Sciences - Santé

Peut-on mesurer l'impact biologique subi par les victimes de discriminations raciales? Cette étude américaine (parue dans l'American Journal of Preventive Medicine) ne revendique pas une réponse stricte et définitive, mais se permet de lancer le débat. Les chercheurs de l'université du Maryland ont constaté, qu'aux Etats-Unis, les hommes d'origine africaine doivent faire face à davantage de maladies graves qui raccourcissent leur espérance de vie (69,7 ans pour les hommes noirs contre 75,7 ans pour les blancs). Si cette grosse différence est habituellement attribuée aux conditions sociales, les investigations se penchent désormais sur le stress que les actes racistes peuvent engendrer.

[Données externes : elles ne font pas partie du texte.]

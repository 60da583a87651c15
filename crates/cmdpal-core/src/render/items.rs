use std::collections::HashSet;
use std::hash::Hash;
use std::sync::LazyLock;

use regex::Regex;

/// Visible characters before an item is cut off with `...`.
pub const MAX_DISPLAY_CHARS: usize = 100;

/// `;:` followed by optional whitespace marks an inline label.
static LABEL_PATTERN: LazyLock<Regex> =
    LazyLock::new(|| Regex::new(r";:\s*(.*)").expect("label pattern is a valid regex"));

/// One renderable entry of a `parse_command` section.
#[derive(Debug, Clone, PartialEq, Eq)]
pub struct DisplayItem {
    raw: String,
    label: Option<String>,
    display: String,
}

impl DisplayItem {
    pub fn new(raw: impl Into<String>) -> Self {
        let raw = raw.into();
        let label = extract_label(&raw).map(str::to_string);
        let display = truncate_for_display(label.as_deref().unwrap_or(&raw));
        Self {
            raw,
            label,
            display,
        }
    }

    /// Full original text. This is what activation executes.
    pub fn raw(&self) -> &str {
        &self.raw
    }

    pub fn label(&self) -> Option<&str> {
        self.label.as_deref()
    }

    /// Single-line text shown on the item's button.
    pub fn display(&self) -> &str {
        &self.display
    }
}

/// Text after the first `;:` marker, up to the end of that line.
///
/// An empty label counts as no label.
pub fn extract_label(text: &str) -> Option<&str> {
    LABEL_PATTERN
        .captures(text)
        .and_then(|caps| caps.get(1))
        .map(|m| m.as_str())
        .filter(|label| !label.is_empty())
}

/// Cap at [`MAX_DISPLAY_CHARS`] characters and flatten newlines.
pub fn truncate_for_display(text: &str) -> String {
    let shortened = if text.chars().count() > MAX_DISPLAY_CHARS {
        let mut cut: String = text.chars().take(MAX_DISPLAY_CHARS).collect();
        cut.push_str("...");
        cut
    } else {
        text.to_string()
    };
    shortened.replace('\n', "  ")
}

/// Split on newlines, newest (last) line first. Unsplit output is one element.
pub fn split_output(raw: &str, split: bool) -> Vec<&str> {
    if split {
        raw.split('\n').rev().collect()
    } else {
        vec![raw]
    }
}

/// Drop repeats, keeping the first occurrence of each value.
pub fn dedup_stable<T>(values: impl IntoIterator<Item = T>) -> Vec<T>
where
    T: Eq + Hash + Clone,
{
    let mut seen = HashSet::new();
    values
        .into_iter()
        .filter(|value| seen.insert(value.clone()))
        .collect()
}

/// Full pipeline for `parse_command` output: split, dedup, skip blank entries.
pub fn itemize(raw: &str, split: bool) -> Vec<DisplayItem> {
    dedup_stable(split_output(raw, split))
        .into_iter()
        .filter(|entry| !entry.trim().is_empty())
        .map(DisplayItem::new)
        .collect()
}

/// Text for a `display` section: the first entry of the processed output.
pub fn display_text(raw: &str, split: bool) -> String {
    dedup_stable(split_output(raw, split))
        .first()
        .map(|entry| entry.to_string())
        .unwrap_or_default()
}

Sur un échantillon de 92 hommes afro-américains en bonne santé et issus de différents milieux socio-économiques, "les scientifiques ont constaté des signes de vieillissement accélérés chez les personnes qui ont avoué être victimes de discrimination raciale à des niveaux élevés et qui avaient intériorisé ces attitudes anti-noirs ". A l'inverse, ceux qui perçoivent leur groupe ethnique de manière positive pourraient ne pas être affectés par les effets négatifs de stress liés au racisme. Pour obtenir leurs conclusions, les chercheurs se sont basés sur la technique des télomères. Ces séquences d'ADN se situent à l'extrémité des chromosomes, une sorte de protection pour signaler qu'on est au bout et éviter de perdre des informations génétiques essentielles lors de la duplication de ceux-ci. Leur usure est d'ailleurs remarquée lors de problèmes de santé tels que les maladies cardiovasculaires, l'arthrose ou encore la maladie d'Alzheimer.

Les conclusions de cette étude restent au conditionnel, les chercheurs prônant la prudence. L'expérience devrait, selon eux, être renouvelée sur un échantillon plus important. A leurs yeux, ce travail fait figure de point de départ.